Only lines with the string "contains" should be returned from the data below.

(Stored data)

________________

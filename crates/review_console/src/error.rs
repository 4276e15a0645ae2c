use serde::Serialize;
use shared::domain::ItemId;
use thiserror::Error;

/// Failure reported by an adapter call. These are the only errors that reach
/// `ConsoleState::last_error`.
#[derive(Debug, Clone, PartialEq, Eq, Error, Serialize)]
#[serde(tag = "kind", content = "message", rename_all = "snake_case")]
pub enum AdapterError {
    #[error("network error: {0}")]
    Network(String),
    #[error("not authorized: {0}")]
    Authorization(String),
}

impl AdapterError {
    pub fn network(message: impl Into<String>) -> Self {
        Self::Network(message.into())
    }

    pub fn authorization(message: impl Into<String>) -> Self {
        Self::Authorization(message.into())
    }

    pub fn kind(&self) -> ConsoleErrorKind {
        match self {
            AdapterError::Network(_) => ConsoleErrorKind::Network,
            AdapterError::Authorization(_) => ConsoleErrorKind::Authorization,
        }
    }

    pub fn requires_reauth(&self) -> bool {
        self.kind() == ConsoleErrorKind::Authorization
    }
}

impl From<reqwest::Error> for AdapterError {
    fn from(value: reqwest::Error) -> Self {
        match value.status() {
            Some(status)
                if status == reqwest::StatusCode::UNAUTHORIZED
                    || status == reqwest::StatusCode::FORBIDDEN =>
            {
                AdapterError::Authorization(value.to_string())
            }
            _ => AdapterError::Network(value.to_string()),
        }
    }
}

#[derive(Debug, Clone, Copy, PartialEq, Eq, Hash, Serialize)]
#[serde(rename_all = "snake_case")]
pub enum ConsoleErrorKind {
    Network,
    Authorization,
}

/// A second mutation was attempted while the first is still unconfirmed.
#[derive(Debug, Clone, PartialEq, Eq, Error)]
#[error("item {item_id} already has an unconfirmed change")]
pub struct ConflictError {
    pub item_id: ItemId,
}
//! Entry points that run a whole trace through one policy.

use std::{fmt, str::FromStr};

use serde::{Deserialize, Serialize};

use crate::{
    error::{Error, Result},
    memory::Memory,
    replace::{fifo::Fifo, lru::Lru},
    stats::RunStats,
    step::{LogSink, Step},
    trace::Access,
};

/// Run `trace` through `capacity` frames with FIFO replacement.
pub fn simulate_fifo(trace: &[Access], capacity: usize) -> Result<RunStats> {
    Ok(Memory::new(capacity, Fifo::new(capacity))?.run(trace, &mut ()))
}

/// Like [`simulate_fifo`], also returning every step.
pub fn simulate_fifo_traced(trace: &[Access], capacity: usize) -> Result<(RunStats, Vec<Step>)> {
    let mut steps = Vec::with_capacity(trace.len());
    let stats = Memory::new(capacity, Fifo::new(capacity))?.run(trace, &mut steps);
    Ok((stats, steps))
}

/// Run `trace` through `capacity` frames with LRU replacement.
pub fn simulate_lru(trace: &[Access], capacity: usize) -> Result<RunStats> {
    Ok(Memory::new(capacity, Lru::new(capacity))?.run(trace, &mut ()))
}

/// Like [`simulate_lru`], also returning every step.
pub fn simulate_lru_traced(trace: &[Access], capacity: usize) -> Result<(RunStats, Vec<Step>)> {
    let mut steps = Vec::with_capacity(trace.len());
    let stats = Memory::new(capacity, Lru::new(capacity))?.run(trace, &mut steps);
    Ok((stats, steps))
}

#[derive(Debug, Clone, Copy, PartialEq, Eq, Hash, Serialize, Deserialize)]
#[serde(rename_all = "lowercase")]
pub enum Policy {
    Fifo,
    Lru,
}

impl Policy {
    pub const ALL: [Policy; 2] = [Policy::Fifo, Policy::Lru];

    pub fn simulate(self, trace: &[Access], capacity: usize) -> Result<RunStats> {
        match self {
            Policy::Fifo => simulate_fifo(trace, capacity),
            Policy::Lru => simulate_lru(trace, capacity),
        }
    }

    pub fn simulate_traced(self, trace: &[Access], capacity: usize) -> Result<(RunStats, Vec<Step>)> {
        match self {
            Policy::Fifo => simulate_fifo_traced(trace, capacity),
            Policy::Lru => simulate_lru_traced(trace, capacity),
        }
    }

    /// Run with every step written to the `debug` log.
    pub fn simulate_logged(self, trace: &[Access], capacity: usize) -> Result<RunStats> {
        let name = self.to_string();
        let mut sink = LogSink { policy: &name };
        Ok(match self {
            Policy::Fifo => Memory::new(capacity, Fifo::new(capacity))?.run(trace, &mut sink),
            Policy::Lru => Memory::new(capacity, Lru::new(capacity))?.run(trace, &mut sink),
        })
    }
}

impl fmt::Display for Policy {
    fn fmt(&self, f: &mut fmt::Formatter<'_>) -> fmt::Result {
        match self {
            Policy::Fifo => write!(f, "FIFO"),
            Policy::Lru => write!(f, "LRU"),
        }
    }
}

impl FromStr for Policy {
    type Err = Error;

    fn from_str(s: &str) -> Result<Self> {
        match s.to_ascii_lowercase().as_str() {
            "fifo" => Ok(Policy::Fifo),
            "lru" => Ok(Policy::Lru),
            _ => Err(Error::UnknownPolicy(s.to_string())),
        }
    }
}
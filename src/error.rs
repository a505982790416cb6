//! Error types for pagesim.

use std::io;

use thiserror::Error;

pub type Result<T> = std::result::Result<T, Error>;

/// Everything that can go wrong before or around a simulation run.
///
/// The engines themselves cannot fail once started; every variant here is
/// either a rejected configuration or an I/O problem at the edges.
#[derive(Debug, Error)]
pub enum Error {
    #[error("frame count must be at least 1, got {0}")]
    InvalidCapacity(usize),

    #[error("page universe must contain at least one page")]
    EmptyUniverse,

    #[error("working set of {working_set} pages does not fit in a universe of {universe}")]
    WorkingSetTooLarge { working_set: usize, universe: usize },

    #[error("working set must contain at least one page")]
    EmptyWorkingSet,

    #[error("working set dwell time must be at least 1 access")]
    ZeroDwell,

    #[error("write probability must be within [0, 1], got {0}")]
    InvalidWriteProbability(f64),

    #[error("frame range {min}..={max} is empty")]
    EmptyFrameRange { min: usize, max: usize },

    #[error("unrecognized replacement policy: {0}")]
    UnknownPolicy(String),

    #[error("I/O error: {0}")]
    Io(#[from] io::Error),

    #[error("JSON error: {0}")]
    Json(#[from] serde_json::Error),

    #[error("bad arguments: {0}")]
    Args(#[from] pico_args::Error),

    #[error("could not install logger: {0}")]
    Logger(#[from] log::SetLoggerError),
}
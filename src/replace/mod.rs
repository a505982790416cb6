pub mod fifo;
pub mod lru;

use crate::trace::PageId;

/// Logical time: the index of an access within one run.
pub type Tick = u64;

/// Victim selection for a bounded frame set.
///
/// The owning [`Memory`](crate::memory::Memory) decides hits, faults and
/// write-backs; a `Replace` only tracks the ordering it needs to name the
/// next victim.
pub trait Replace {
    /// `page` was loaded into a free or freshly vacated frame.
    fn admitted(&mut self, page: PageId, now: Tick);

    /// `page` is resident and was just accessed, whether it hit or faulted.
    fn touched(&mut self, page: PageId, now: Tick);

    /// Choose the page to evict and forget it. `None` when nothing is resident.
    fn victim(&mut self) -> Option<PageId>;

    /// Resident pages, next victim first.
    fn resident_order(&self) -> Vec<PageId>;
}
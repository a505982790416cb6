//! Least-recently-used victim selection.

use std::collections::{BTreeMap, HashMap};

use crate::trace::PageId;

use super::{Replace, Tick};

/// Position of a page in recency order: last-touched time, then load order.
///
/// The load sequence number breaks ties between equal timestamps in favour
/// of the page that was loaded first.
type RecencyKey = (Tick, u64);

/// Evicts the resident page with the oldest last-touched timestamp.
#[derive(Debug, Default)]
pub struct Lru {
    last_touched: HashMap<PageId, RecencyKey>,
    ru_order: BTreeMap<RecencyKey, PageId>,
    next_seq: u64,
}

impl Lru {
    pub fn new(capacity: usize) -> Self {
        Lru {
            last_touched: HashMap::with_capacity(capacity),
            ru_order: BTreeMap::new(),
            next_seq: 0,
        }
    }
}

impl Replace for Lru {
    fn admitted(&mut self, page: PageId, now: Tick) {
        let key = (now, self.next_seq);
        self.next_seq += 1;
        if let Some(stale) = self.last_touched.insert(page, key) {
            self.ru_order.remove(&stale);
        }
        self.ru_order.insert(key, page);
    }

    fn touched(&mut self, page: PageId, now: Tick) {
        if let Some(key) = self.last_touched.get_mut(&page) {
            self.ru_order.remove(key);
            key.0 = now;
            self.ru_order.insert(*key, page);
        }
    }

    fn victim(&mut self) -> Option<PageId> {
        let (_key, page) = self.ru_order.pop_first()?;
        self.last_touched.remove(&page);
        Some(page)
    }

    fn resident_order(&self) -> Vec<PageId> {
        self.ru_order.values().copied().collect()
    }
}
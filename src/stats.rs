use std::fmt;

use serde::Serialize;

/// Counters for one simulation run.
#[derive(Debug, Default, Clone, Copy, PartialEq, Eq, Serialize)]
pub struct RunStats {
    pub accesses: u64,
    pub hits: u64,
    pub faults: u64,
    /// Evictions of dirty pages, i.e. disk writes.
    pub writes: u64,
}

impl RunStats {
    pub fn hit(&mut self) {
        self.accesses += 1;
        self.hits += 1;
    }

    pub fn fault(&mut self) {
        self.accesses += 1;
        self.faults += 1;
    }

    pub fn write_back(&mut self) {
        self.writes += 1;
    }

    /// Faults per access, 0.0 for an empty run.
    pub fn fault_rate(&self) -> f64 {
        if self.accesses == 0 {
            0.0
        } else {
            self.faults as f64 / self.accesses as f64
        }
    }
}

impl fmt::Display for RunStats {
    fn fmt(&self, f: &mut fmt::Formatter<'_>) -> fmt::Result {
        write!(
            f,
            "{} page faults, {} disk writes ({:.2}% fault rate)",
            self.faults,
            self.writes,
            self.fault_rate() * 100.0
        )
    }
}
use std::ops::RangeInclusive;

use serde::{Deserialize, Serialize};

use crate::{
    error::{Error, Result},
    sim::Policy,
    trace::GeneratorParams,
};

/// A complete comparison run, as read from `--config` or `-p`.
///
/// Every field is optional in JSON and falls back to the defaults below.
#[derive(Debug, Clone, PartialEq, Serialize, Deserialize)]
#[serde(default)]
pub struct Config {
    pub generator: GeneratorParams,
    pub min_frames: usize,
    pub max_frames: usize,
    pub policies: Vec<Policy>,
    pub seed: Option<u64>,
}

impl Default for Config {
    fn default() -> Self {
        Config {
            generator: GeneratorParams::default(),
            min_frames: 1,
            max_frames: 15,
            policies: Policy::ALL.to_vec(),
            seed: None,
        }
    }
}

impl Config {
    pub fn from_json(config_str: &str) -> Result<Self> {
        Ok(serde_json::from_str(config_str)?)
    }

    pub fn frames(&self) -> RangeInclusive<usize> {
        self.min_frames..=self.max_frames
    }

    pub fn validate(&self) -> Result<()> {
        self.generator.validate()?;
        if self.min_frames == 0 {
            return Err(Error::InvalidCapacity(self.min_frames));
        }
        if self.min_frames > self.max_frames {
            return Err(Error::EmptyFrameRange {
                min: self.min_frames,
                max: self.max_frames,
            });
        }
        Ok(())
    }
}
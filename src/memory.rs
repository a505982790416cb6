//! The frame allocator shared by every replacement policy.

use std::collections::{BTreeSet, HashSet};

use crate::{
    error::{Error, Result},
    replace::{Replace, Tick},
    stats::RunStats,
    step::{Eviction, Step, StepSink},
    trace::{Access, PageId},
};

#[derive(Debug, Clone, Copy, PartialEq, Eq)]
pub enum AccessResult {
    Hit,
    Miss { evicted: Option<Eviction> },
}

/// Physical memory of `capacity` frames, evicting through `R`.
///
/// Owns the frame set, the dirty set and the counters of a single run.
/// Nothing here is shared, so separate `Memory` values never influence each
/// other.
#[derive(Debug)]
pub struct Memory<R: Replace> {
    capacity: usize,
    resident: HashSet<PageId>,
    dirty: BTreeSet<PageId>,
    repl: R,
    clock: Tick,
    stats: RunStats,
}

impl<R: Replace> Memory<R> {
    /// Empty memory with `capacity` frames.
    pub fn new(capacity: usize, repl: R) -> Result<Self> {
        if capacity == 0 {
            return Err(Error::InvalidCapacity(capacity));
        }
        Ok(Memory {
            capacity,
            resident: HashSet::with_capacity(capacity),
            dirty: BTreeSet::new(),
            repl,
            clock: 0,
            stats: RunStats::default(),
        })
    }

    pub fn capacity(&self) -> usize {
        self.capacity
    }

    pub fn stats(&self) -> RunStats {
        self.stats
    }

    pub fn is_resident(&self, page: PageId) -> bool {
        self.resident.contains(&page)
    }

    pub fn is_dirty(&self, page: PageId) -> bool {
        self.dirty.contains(&page)
    }

    /// Resident pages, next victim first.
    pub fn resident_order(&self) -> Vec<PageId> {
        self.repl.resident_order()
    }

    /// Service one access and advance the logical clock.
    pub fn access<S: StepSink>(&mut self, access: Access, sink: &mut S) -> AccessResult {
        let now = self.clock;
        self.clock += 1;

        let result = if self.resident.contains(&access.page) {
            self.stats.hit();
            AccessResult::Hit
        } else {
            self.stats.fault();
            let evicted = if self.resident.len() < self.capacity {
                None
            } else {
                let evicted = self.evict();
                debug_assert!(evicted.is_some(), "full memory had no victim");
                evicted
            };
            self.resident.insert(access.page);
            self.repl.admitted(access.page, now);
            AccessResult::Miss { evicted }
        };

        if access.kind.is_write() {
            self.dirty.insert(access.page);
        }
        // Recency is refreshed after admission so a reloaded page is current.
        self.repl.touched(access.page, now);

        if S::ENABLED {
            sink.record(Step {
                index: now,
                access,
                hit: result == AccessResult::Hit,
                evicted: match result {
                    AccessResult::Miss { evicted } => evicted,
                    AccessResult::Hit => None,
                },
                resident: self.repl.resident_order(),
                dirty: self.dirty.iter().copied().collect(),
            });
        }

        result
    }

    /// Service every access of `trace` in order.
    pub fn run<S: StepSink>(&mut self, trace: &[Access], sink: &mut S) -> RunStats {
        for &access in trace {
            self.access(access, sink);
        }
        self.stats
    }

    fn evict(&mut self) -> Option<Eviction> {
        let page = self.repl.victim()?;
        self.resident.remove(&page);
        let dirty = self.dirty.remove(&page);
        if dirty {
            self.stats.write_back();
        }
        Some(Eviction { page, dirty })
    }
}
//! Error taxonomy for the cache engine.
//!
//! Producer and selector failures are captured at their boundary and turned
//! into state; they are never allowed to escape as panics. Errors are cheaply
//! clonable so one failure can be shared by every observer snapshot.

use std::sync::Arc;

use thiserror::Error;

/// Flags controlling how an in-flight fetch is cancelled.
///
/// `revert` restores the entry's pre-fetch snapshot; `silent` suppresses the
/// user-visible error dispatch.
#[derive(Debug, Clone, Copy, Default, PartialEq, Eq)]
pub struct CancelOptions {
    pub revert: bool,
    pub silent: bool,
}

impl CancelOptions {
    pub fn revert() -> Self {
        Self {
            revert: true,
            silent: false,
        }
    }

    pub fn silent() -> Self {
        Self {
            revert: false,
            silent: true,
        }
    }
}

/// Terminal error of a cached fetch or an observer projection.
#[derive(Debug, Clone, Error)]
pub enum QueryError {
    /// The producer function rejected. Retried per policy.
    #[error("query function failed: {0}")]
    Producer(Arc<anyhow::Error>),

    /// The fetch was cancelled before settling. Never retried.
    #[error("query was cancelled")]
    Cancelled { revert: bool, silent: bool },

    /// The producer resolved without a usable value.
    #[error("query function returned no data")]
    NoData,

    /// A consumer-supplied `select` projection failed. Observer-local: the
    /// underlying entry state is untouched.
    #[error("select function failed: {0}")]
    Select(Arc<anyhow::Error>),

    /// A fetch was requested for an entry with no registered producer.
    #[error("no query function registered for query {0}")]
    MissingQueryFn(String),
}

impl QueryError {
    pub fn producer(error: anyhow::Error) -> Self {
        Self::Producer(Arc::new(error))
    }

    pub fn select(error: anyhow::Error) -> Self {
        Self::Select(Arc::new(error))
    }

    pub fn cancelled(options: CancelOptions) -> Self {
        Self::Cancelled {
            revert: options.revert,
            silent: options.silent,
        }
    }

    pub fn is_cancelled(&self) -> bool {
        matches!(self, Self::Cancelled { .. })
    }

    pub fn cancel_revert(&self) -> bool {
        matches!(self, Self::Cancelled { revert: true, .. })
    }

    pub fn cancel_silent(&self) -> bool {
        matches!(self, Self::Cancelled { silent: true, .. })
    }

    /// Only producer rejections are subject to the retry policy.
    pub(crate) fn is_retryable(&self) -> bool {
        matches!(self, Self::Producer(_))
    }
}

impl From<anyhow::Error> for QueryError {
    fn from(error: anyhow::Error) -> Self {
        Self::producer(error)
    }
}

// Stored errors compare by identity: two snapshots holding the same failure
// are equal, re-running a producer yields a distinct error even if the
// message matches.
impl PartialEq for QueryError {
    fn eq(&self, other: &Self) -> bool {
        match (self, other) {
            (Self::Producer(a), Self::Producer(b)) => Arc::ptr_eq(a, b),
            (Self::Select(a), Self::Select(b)) => Arc::ptr_eq(a, b),
            (
                Self::Cancelled {
                    revert: r1,
                    silent: s1,
                },
                Self::Cancelled {
                    revert: r2,
                    silent: s2,
                },
            ) => r1 == r2 && s1 == s2,
            (Self::NoData, Self::NoData) => true,
            (Self::MissingQueryFn(a), Self::MissingQueryFn(b)) => a == b,
            _ => false,
        }
    }
}
//! gRPC Test Helpers
//!
//! Provides utilities for testing gRPC service integration

use std::time::Duration;

/// Configuration for connecting to gRPC services
#[derive(Clone, Debug)]
pub struct GrpcConfig {
    pub user_service_endpoint: String,
    pub messaging_service_endpoint: String,
    pub auth_service_endpoint: String,
    pub connection_timeout: Duration,
    pub request_timeout: Duration,
}

impl Default for GrpcConfig {
    fn default() -> Self {
        Self {
            user_service_endpoint: "http://127.0.0.1:9081".to_string(),
            messaging_service_endpoint: "http://127.0.0.1:9085".to_string(),
            auth_service_endpoint: "http://127.0.0.1:9086".to_string(),
            connection_timeout: Duration::from_secs(5),
            request_timeout: Duration::from_secs(10),
        }
    }
}

/// Result type for gRPC test operations
pub type GrpcTestResult<T> = Result<T, GrpcTestError>;

/// Custom error type for gRPC test failures
#[derive(Debug)]
pub enum GrpcTestError {
    ConnectionFailed(String),
    RequestTimeout,
    InvalidResponse(String),
    ServiceError(String),
}

impl std::fmt::Display for GrpcTestError {
    fn fmt(&self, f: &mut std::fmt::Formatter<'_>) -> std::fmt::Result {
        match self {
            Self::ConnectionFailed(msg) => write!(f, "Connection failed: {}", msg),
            Self::RequestTimeout => write!(f, "Request timeout"),
            Self::InvalidResponse(msg) => write!(f, "Invalid response: {}", msg),
            Self::ServiceError(msg) => write!(f, "Service error: {}", msg),
        }
    }
}

impl std::error::Error for GrpcTestError {}

/// Helper to check if a gRPC service is reachable
pub async fn check_grpc_service_reachable(
    endpoint: &str,
    timeout: Duration,
) -> GrpcTestResult<bool> {
    let start = std::time::Instant::now();

    // In real scenario, would make a Health check gRPC call
    // For now, just simulate the check
    while start.elapsed() < timeout {
        println!("Checking gRPC service at {}", endpoint);

        // Simulated check - in real code would use tonic client
        if std::env::var("MOCK_SERVICE_READY").is_ok() {
            return Ok(true);
        }

        tokio::time::sleep(Duration::from_millis(100)).await;
    }

    Err(GrpcTestError::ConnectionFailed(
        format!("Service at {} not reachable within timeout", endpoint)
    ))
}

/// Helper to wait for multiple services to be ready
pub async fn wait_for_services_ready(
    config: &GrpcConfig,
) -> GrpcTestResult<()> {
    println!("Waiting for gRPC services to be ready...");

    // Check User Service
    check_grpc_service_reachable(&config.user_service_endpoint, config.connection_timeout)
        .await
        .map_err(|_| {
            GrpcTestError::ConnectionFailed("User Service".to_string())
        })?;

    println!("✓ User Service ready at {}", config.user_service_endpoint);

    // Check Messaging Service
    check_grpc_service_reachable(&config.messaging_service_endpoint, config.connection_timeout)
        .await
        .map_err(|_| {
            GrpcTestError::ConnectionFailed("Messaging Service".to_string())
        })?;

    println!("✓ Messaging Service ready at {}", config.messaging_service_endpoint);

    Ok(())
}

/// Test scenario builder for complex integration tests
pub struct IntegrationTestScenario {
    config: GrpcConfig,
    steps: Vec<String>,
}

impl IntegrationTestScenario {
    pub fn new(config: GrpcConfig) -> Self {
        Self {
            config,
            steps: Vec::new(),
        }
    }

    pub fn add_step(mut self, description: impl Into<String>) -> Self {
        self.steps.push(description.into());
        self
    }

    pub async fn execute(&self) -> GrpcTestResult<()> {
        println!("=== Executing Integration Test Scenario ===");

        for (i, step) in self.steps.iter().enumerate() {
            println!("Step {}: {}", i + 1, step);
            // Simulate step execution
            tokio::time::sleep(Duration::from_millis(10)).await;
        }

        println!("✓ Scenario completed successfully");
        Ok(())
    }
}

#[cfg(test)]
mod tests {
    use super::*;

    #[test]
    fn test_grpc_config_defaults() {
        let config = GrpcConfig::default();
        assert_eq!(config.user_service_endpoint, "http://127.0.0.1:9081");
        assert_eq!(config.messaging_service_endpoint, "http://127.0.0.1:9085");
        assert_eq!(config.connection_timeout, Duration::from_secs(5));
    }

    #[tokio::test]
    async fn test_scenario_builder() {
        let config = GrpcConfig::default();
        let scenario = IntegrationTestScenario::new(config)
            .add_step("Create test user")
            .add_step("Create test conversation")
            .add_step("Send test message");

        assert_eq!(scenario.steps.len(), 3);
    }
}
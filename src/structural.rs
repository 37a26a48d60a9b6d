//! Structural sharing and partial matching over JSON values.

use serde_json::Value;

/// Merge `next` against `prev`, reusing any subtree of `prev` that is deeply
/// equal to the corresponding subtree of `next`. The result is always deeply
/// equal to `next`; reused subtrees keep the previous representation so
/// downstream change detection sees unchanged branches as unchanged.
pub fn replace_equal_deep(prev: &Value, next: Value) -> Value {
    if *prev == next {
        return prev.clone();
    }
    match (prev, next) {
        (Value::Array(prev_items), Value::Array(next_items)) => Value::Array(
            next_items
                .into_iter()
                .enumerate()
                .map(|(i, item)| match prev_items.get(i) {
                    Some(prev_item) => replace_equal_deep(prev_item, item),
                    None => item,
                })
                .collect(),
        ),
        (Value::Object(prev_map), Value::Object(next_map)) => Value::Object(
            next_map
                .into_iter()
                .map(|(k, v)| {
                    let merged = match prev_map.get(&k) {
                        Some(prev_v) => replace_equal_deep(prev_v, v),
                        None => v,
                    };
                    (k, merged)
                })
                .collect(),
        ),
        (_, next) => next,
    }
}

/// True when `expected` partially matches `actual`: object fields of
/// `expected` must all be present and match in `actual` (extra fields in
/// `actual` are ignored), array items match index-wise with `expected`
/// allowed to be shorter, and scalars compare by equality.
pub fn partial_deep_match(expected: &Value, actual: &Value) -> bool {
    if expected == actual {
        return true;
    }
    match (expected, actual) {
        (Value::Object(e), Value::Object(a)) => e
            .iter()
            .all(|(k, ev)| a.get(k).is_some_and(|av| partial_deep_match(ev, av))),
        (Value::Array(e), Value::Array(a)) => {
            e.len() <= a.len()
                && e.iter()
                    .zip(a.iter())
                    .all(|(ev, av)| partial_deep_match(ev, av))
        }
        _ => false,
    }
}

________________

* Task response
        self.resident.contains(&page)
        self.dirty.contains(&page)
        let result = if self.resident.contains(&access.page) {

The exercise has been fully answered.